§ **THE PROBLEM**:
The material below contains a line with "filename term-freshness/src/project.rs" and a line with "check off. Table". Copy exactly those two lines and all lines between them.

§ **EXCERPTED RECORDS**:
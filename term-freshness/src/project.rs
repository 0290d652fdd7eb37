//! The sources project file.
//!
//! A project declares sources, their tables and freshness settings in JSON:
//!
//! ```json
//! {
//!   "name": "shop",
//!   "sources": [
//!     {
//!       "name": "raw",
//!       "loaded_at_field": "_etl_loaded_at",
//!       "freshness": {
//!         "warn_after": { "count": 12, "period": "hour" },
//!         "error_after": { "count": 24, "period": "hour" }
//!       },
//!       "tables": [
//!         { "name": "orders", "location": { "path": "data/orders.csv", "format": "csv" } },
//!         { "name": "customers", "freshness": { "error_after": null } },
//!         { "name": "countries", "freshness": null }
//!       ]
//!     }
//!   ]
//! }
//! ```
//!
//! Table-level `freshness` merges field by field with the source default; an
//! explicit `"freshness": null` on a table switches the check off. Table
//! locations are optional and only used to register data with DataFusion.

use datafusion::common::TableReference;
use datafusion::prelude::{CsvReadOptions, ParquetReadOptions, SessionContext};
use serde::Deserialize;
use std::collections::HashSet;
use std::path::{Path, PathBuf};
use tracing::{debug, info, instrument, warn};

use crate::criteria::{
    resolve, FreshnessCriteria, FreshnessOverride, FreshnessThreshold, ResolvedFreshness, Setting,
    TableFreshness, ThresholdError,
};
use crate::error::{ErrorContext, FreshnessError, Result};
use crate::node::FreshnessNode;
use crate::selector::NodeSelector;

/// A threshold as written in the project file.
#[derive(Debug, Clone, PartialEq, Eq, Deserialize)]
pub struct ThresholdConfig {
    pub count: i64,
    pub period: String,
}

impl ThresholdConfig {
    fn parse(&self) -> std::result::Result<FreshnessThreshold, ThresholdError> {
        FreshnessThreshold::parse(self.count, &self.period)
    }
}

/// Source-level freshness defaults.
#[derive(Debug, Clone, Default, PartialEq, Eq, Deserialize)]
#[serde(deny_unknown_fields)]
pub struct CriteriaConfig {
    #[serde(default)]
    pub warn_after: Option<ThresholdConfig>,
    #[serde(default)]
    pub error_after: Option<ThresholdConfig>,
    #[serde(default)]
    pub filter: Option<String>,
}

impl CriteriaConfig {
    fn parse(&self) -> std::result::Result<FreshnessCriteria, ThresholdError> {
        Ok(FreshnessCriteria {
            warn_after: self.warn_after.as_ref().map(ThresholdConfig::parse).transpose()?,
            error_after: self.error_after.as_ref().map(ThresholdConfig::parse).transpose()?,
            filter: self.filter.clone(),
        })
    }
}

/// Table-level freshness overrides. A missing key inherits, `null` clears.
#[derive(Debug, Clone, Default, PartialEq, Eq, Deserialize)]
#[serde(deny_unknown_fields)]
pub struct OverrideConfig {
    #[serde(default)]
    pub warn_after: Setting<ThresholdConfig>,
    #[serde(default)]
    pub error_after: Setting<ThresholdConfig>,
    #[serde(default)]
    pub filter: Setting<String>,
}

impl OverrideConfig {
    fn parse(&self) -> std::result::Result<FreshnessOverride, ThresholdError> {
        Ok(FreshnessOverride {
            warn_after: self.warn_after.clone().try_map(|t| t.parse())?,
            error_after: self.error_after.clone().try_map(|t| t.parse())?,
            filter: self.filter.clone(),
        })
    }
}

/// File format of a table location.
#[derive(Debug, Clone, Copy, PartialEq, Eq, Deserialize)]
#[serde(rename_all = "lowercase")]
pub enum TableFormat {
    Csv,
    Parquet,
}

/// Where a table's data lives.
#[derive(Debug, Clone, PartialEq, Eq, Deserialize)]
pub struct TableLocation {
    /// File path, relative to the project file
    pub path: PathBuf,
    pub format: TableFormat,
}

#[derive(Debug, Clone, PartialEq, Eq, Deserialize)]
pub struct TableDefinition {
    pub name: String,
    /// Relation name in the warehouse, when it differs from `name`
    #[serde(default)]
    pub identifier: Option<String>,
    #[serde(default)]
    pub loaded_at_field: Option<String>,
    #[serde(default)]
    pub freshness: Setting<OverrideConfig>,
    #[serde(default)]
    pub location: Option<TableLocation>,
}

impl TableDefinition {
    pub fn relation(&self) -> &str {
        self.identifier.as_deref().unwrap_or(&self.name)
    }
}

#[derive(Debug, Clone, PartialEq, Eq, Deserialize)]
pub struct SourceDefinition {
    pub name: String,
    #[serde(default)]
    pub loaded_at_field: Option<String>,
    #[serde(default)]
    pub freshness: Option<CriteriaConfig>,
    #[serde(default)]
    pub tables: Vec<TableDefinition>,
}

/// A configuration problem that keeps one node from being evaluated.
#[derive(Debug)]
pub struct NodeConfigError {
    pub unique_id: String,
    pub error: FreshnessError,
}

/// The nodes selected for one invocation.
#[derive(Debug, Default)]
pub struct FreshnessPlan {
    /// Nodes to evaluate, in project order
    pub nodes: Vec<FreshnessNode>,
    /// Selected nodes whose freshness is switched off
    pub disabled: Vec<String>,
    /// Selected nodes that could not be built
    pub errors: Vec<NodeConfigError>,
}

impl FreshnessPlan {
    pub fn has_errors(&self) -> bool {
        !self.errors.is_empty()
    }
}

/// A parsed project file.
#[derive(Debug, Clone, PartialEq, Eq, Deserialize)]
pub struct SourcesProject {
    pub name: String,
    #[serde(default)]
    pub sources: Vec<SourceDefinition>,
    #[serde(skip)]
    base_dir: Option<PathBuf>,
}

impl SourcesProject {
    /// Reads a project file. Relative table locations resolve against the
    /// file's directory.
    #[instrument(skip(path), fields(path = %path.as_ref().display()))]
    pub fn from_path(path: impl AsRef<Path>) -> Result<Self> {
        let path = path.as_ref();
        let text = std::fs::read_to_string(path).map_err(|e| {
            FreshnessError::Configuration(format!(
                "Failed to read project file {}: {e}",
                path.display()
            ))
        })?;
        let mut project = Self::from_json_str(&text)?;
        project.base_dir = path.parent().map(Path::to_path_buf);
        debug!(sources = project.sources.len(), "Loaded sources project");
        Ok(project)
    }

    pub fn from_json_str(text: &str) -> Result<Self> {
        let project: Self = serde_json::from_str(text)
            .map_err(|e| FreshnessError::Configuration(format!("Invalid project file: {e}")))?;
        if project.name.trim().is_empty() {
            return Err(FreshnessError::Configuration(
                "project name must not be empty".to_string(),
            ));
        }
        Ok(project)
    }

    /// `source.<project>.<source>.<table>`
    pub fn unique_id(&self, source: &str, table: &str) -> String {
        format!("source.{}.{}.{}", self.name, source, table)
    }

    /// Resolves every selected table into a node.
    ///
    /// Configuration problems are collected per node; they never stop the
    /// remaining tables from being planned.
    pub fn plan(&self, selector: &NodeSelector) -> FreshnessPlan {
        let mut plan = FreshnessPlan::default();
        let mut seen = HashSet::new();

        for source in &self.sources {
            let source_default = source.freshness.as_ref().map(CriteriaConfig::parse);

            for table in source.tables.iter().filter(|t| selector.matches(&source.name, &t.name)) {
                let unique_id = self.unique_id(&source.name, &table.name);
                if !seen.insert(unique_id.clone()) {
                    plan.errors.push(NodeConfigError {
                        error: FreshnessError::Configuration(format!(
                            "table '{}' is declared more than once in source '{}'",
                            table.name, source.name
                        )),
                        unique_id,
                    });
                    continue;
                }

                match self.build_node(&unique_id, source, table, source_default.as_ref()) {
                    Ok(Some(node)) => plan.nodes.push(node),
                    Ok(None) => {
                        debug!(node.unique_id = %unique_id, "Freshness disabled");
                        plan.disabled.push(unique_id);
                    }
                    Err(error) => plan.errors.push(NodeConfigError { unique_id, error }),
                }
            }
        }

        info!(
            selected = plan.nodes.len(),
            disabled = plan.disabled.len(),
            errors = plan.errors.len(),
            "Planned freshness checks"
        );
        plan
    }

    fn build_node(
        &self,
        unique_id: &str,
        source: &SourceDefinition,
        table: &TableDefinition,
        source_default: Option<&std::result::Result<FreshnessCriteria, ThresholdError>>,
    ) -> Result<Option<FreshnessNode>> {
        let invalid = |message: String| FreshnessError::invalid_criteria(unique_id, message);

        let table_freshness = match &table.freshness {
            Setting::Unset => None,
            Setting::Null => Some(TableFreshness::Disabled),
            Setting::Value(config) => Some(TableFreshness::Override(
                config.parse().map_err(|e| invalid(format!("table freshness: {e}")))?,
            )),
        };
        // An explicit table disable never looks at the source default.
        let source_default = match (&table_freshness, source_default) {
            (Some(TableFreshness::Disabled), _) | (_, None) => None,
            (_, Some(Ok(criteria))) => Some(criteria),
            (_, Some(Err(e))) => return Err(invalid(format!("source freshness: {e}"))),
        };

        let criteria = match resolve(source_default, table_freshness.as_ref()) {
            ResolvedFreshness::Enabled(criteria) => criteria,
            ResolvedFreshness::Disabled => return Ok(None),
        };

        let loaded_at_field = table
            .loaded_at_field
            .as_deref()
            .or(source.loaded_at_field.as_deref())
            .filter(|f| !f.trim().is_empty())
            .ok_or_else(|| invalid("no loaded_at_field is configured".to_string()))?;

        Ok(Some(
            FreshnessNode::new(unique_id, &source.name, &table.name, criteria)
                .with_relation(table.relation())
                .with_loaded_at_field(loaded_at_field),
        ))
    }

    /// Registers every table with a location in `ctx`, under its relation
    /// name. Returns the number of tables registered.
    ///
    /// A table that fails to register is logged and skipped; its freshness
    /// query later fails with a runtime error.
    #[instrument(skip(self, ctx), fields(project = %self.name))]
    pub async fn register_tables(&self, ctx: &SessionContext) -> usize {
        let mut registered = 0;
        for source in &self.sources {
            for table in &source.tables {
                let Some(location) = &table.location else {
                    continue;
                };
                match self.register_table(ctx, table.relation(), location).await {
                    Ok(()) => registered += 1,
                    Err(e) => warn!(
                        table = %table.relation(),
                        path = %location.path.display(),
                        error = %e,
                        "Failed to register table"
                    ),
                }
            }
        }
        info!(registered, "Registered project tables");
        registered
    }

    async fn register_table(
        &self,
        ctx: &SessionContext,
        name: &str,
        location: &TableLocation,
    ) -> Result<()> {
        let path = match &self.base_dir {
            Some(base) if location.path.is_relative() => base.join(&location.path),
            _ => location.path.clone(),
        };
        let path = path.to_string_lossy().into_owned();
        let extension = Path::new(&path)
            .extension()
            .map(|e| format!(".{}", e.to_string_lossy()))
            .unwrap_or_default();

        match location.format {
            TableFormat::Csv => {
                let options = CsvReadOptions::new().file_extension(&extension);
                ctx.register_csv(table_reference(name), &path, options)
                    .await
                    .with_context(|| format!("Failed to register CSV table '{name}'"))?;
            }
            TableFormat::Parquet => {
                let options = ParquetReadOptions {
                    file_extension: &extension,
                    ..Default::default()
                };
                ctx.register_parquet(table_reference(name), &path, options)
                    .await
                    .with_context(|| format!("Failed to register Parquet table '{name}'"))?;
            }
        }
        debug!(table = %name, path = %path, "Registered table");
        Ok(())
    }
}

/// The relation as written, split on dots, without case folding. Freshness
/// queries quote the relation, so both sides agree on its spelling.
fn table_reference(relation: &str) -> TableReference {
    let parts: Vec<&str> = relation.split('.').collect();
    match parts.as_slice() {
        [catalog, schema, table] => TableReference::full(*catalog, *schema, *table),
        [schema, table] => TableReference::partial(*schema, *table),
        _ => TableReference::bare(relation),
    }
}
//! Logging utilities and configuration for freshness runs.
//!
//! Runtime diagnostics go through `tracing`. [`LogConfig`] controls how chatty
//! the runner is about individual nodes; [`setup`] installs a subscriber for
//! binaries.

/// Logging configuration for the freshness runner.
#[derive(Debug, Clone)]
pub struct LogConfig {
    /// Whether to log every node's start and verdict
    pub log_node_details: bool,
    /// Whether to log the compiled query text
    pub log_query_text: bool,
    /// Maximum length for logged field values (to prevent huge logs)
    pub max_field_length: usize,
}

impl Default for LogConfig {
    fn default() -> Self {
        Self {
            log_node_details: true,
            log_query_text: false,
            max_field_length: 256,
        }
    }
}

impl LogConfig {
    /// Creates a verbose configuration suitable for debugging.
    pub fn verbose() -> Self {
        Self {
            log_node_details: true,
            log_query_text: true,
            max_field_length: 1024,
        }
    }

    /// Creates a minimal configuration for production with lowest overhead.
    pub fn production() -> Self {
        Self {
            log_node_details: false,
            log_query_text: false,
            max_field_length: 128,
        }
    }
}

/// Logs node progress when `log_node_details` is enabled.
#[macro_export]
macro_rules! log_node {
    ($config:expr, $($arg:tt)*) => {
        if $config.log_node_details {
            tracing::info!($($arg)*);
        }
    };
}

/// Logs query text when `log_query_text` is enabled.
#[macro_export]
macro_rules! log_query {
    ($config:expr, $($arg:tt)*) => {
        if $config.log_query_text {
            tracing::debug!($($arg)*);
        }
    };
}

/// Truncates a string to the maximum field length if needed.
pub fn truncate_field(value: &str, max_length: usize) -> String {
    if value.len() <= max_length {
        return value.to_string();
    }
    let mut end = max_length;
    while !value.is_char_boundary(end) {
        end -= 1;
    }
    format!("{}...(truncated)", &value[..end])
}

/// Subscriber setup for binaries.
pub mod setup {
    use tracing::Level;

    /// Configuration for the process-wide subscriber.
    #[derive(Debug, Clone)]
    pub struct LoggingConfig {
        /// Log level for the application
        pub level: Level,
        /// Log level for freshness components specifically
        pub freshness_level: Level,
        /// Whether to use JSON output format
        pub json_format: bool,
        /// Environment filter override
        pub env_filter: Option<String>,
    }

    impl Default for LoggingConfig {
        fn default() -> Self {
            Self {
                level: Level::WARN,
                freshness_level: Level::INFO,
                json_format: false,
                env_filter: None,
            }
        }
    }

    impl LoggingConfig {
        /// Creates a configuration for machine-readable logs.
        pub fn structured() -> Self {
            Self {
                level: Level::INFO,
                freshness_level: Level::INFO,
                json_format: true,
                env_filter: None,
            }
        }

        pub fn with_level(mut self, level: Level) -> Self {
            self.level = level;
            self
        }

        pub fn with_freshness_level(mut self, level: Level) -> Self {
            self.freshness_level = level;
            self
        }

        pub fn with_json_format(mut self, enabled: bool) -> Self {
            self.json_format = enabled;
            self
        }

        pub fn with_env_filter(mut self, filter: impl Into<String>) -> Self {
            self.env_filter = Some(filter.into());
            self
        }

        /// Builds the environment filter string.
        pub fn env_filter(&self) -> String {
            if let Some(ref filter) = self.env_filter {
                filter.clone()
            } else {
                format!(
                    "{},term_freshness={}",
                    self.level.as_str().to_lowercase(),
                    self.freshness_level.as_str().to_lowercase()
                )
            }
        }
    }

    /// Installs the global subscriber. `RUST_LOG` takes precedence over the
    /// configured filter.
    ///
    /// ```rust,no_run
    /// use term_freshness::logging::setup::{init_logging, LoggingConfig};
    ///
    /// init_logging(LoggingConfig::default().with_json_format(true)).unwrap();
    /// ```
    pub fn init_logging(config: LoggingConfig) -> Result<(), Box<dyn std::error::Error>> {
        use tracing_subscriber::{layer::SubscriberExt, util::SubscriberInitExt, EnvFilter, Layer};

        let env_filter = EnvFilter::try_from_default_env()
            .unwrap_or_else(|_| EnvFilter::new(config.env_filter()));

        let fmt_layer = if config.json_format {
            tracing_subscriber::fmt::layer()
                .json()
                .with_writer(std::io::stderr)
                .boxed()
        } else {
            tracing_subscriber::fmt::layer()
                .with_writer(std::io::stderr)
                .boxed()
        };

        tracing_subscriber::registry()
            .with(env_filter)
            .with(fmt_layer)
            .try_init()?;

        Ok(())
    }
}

--

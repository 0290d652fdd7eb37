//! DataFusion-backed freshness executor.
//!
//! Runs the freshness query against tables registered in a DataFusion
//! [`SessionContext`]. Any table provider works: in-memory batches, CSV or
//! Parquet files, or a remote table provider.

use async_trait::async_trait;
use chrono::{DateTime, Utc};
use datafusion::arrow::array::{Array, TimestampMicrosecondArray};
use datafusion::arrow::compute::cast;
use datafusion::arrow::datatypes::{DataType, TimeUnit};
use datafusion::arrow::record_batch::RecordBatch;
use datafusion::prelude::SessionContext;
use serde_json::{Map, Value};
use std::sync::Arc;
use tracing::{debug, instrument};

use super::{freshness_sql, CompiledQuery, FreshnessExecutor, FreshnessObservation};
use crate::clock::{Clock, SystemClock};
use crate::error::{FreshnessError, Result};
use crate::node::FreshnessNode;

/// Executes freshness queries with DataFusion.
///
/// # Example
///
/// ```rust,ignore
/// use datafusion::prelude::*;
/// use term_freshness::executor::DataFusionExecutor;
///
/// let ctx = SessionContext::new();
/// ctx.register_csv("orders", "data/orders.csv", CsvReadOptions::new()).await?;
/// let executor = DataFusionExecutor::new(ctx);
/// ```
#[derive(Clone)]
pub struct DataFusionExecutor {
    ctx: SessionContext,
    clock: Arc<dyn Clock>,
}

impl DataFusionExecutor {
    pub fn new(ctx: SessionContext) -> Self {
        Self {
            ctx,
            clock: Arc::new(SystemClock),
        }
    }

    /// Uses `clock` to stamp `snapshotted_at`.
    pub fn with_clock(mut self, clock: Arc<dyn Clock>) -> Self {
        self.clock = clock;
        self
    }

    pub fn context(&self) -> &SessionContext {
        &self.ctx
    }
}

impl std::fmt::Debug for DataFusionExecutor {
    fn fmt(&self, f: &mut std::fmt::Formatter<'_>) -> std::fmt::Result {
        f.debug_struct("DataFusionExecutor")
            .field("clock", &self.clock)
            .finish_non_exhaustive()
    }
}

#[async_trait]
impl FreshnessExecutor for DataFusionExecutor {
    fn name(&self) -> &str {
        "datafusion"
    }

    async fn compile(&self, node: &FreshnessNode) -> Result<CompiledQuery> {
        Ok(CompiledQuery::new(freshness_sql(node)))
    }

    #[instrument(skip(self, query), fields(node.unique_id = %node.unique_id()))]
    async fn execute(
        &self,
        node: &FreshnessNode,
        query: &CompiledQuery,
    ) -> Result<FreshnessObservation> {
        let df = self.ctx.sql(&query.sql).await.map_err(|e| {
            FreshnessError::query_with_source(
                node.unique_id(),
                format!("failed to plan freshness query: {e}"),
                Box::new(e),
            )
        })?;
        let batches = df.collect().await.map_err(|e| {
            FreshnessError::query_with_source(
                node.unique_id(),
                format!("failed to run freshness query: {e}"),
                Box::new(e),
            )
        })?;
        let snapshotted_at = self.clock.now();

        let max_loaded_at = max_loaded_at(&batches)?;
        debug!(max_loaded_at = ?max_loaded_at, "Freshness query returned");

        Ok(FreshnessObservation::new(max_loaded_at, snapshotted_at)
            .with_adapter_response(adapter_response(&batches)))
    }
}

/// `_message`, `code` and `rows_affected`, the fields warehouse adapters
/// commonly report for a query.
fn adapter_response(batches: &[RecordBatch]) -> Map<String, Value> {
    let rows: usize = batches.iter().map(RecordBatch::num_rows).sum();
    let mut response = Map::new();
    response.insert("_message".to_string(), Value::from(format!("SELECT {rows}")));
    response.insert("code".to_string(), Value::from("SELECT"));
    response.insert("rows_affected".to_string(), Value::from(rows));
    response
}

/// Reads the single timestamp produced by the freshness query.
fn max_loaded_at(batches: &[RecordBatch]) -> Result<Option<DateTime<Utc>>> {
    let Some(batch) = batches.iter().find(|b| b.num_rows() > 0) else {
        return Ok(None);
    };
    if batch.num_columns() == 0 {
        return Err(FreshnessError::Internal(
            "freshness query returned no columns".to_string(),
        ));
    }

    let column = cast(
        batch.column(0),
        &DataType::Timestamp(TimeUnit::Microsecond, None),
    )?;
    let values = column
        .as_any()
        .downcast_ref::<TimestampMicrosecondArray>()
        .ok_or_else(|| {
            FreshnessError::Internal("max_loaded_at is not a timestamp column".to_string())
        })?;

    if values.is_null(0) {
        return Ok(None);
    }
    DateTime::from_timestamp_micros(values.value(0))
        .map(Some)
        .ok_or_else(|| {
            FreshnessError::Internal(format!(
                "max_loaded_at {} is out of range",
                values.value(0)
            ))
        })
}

§ **SOLUTION TO THE EXERCISE**:
filename term-freshness/src/project.rs
repository 0290d652fdd7eb37
//! The sources project file.
//!
//! A project declares sources, their tables and freshness settings in JSON:
//!
//! ```json
//! {
//!   "name": "shop",
//!   "sources": [
//!     {
//!       "name": "raw",
//!       "loaded_at_field": "_etl_loaded_at",
//!       "freshness": {
//!         "warn_after": { "count": 12, "period": "hour" },
//!         "error_after": { "count": 24, "period": "hour" }
//!       },
//!       "tables": [
//!         { "name": "orders", "location": { "path": "data/orders.csv", "format": "csv" } },
//!         { "name": "customers", "freshness": { "error_after": null } },
//!         { "name": "countries", "freshness": null }
//!       ]
//!     }
//!   ]
//! }
//! ```
//!
//! Table-level `freshness` merges field by field with the source default; an
//! explicit `"freshness": null` on a table switches the check off. Table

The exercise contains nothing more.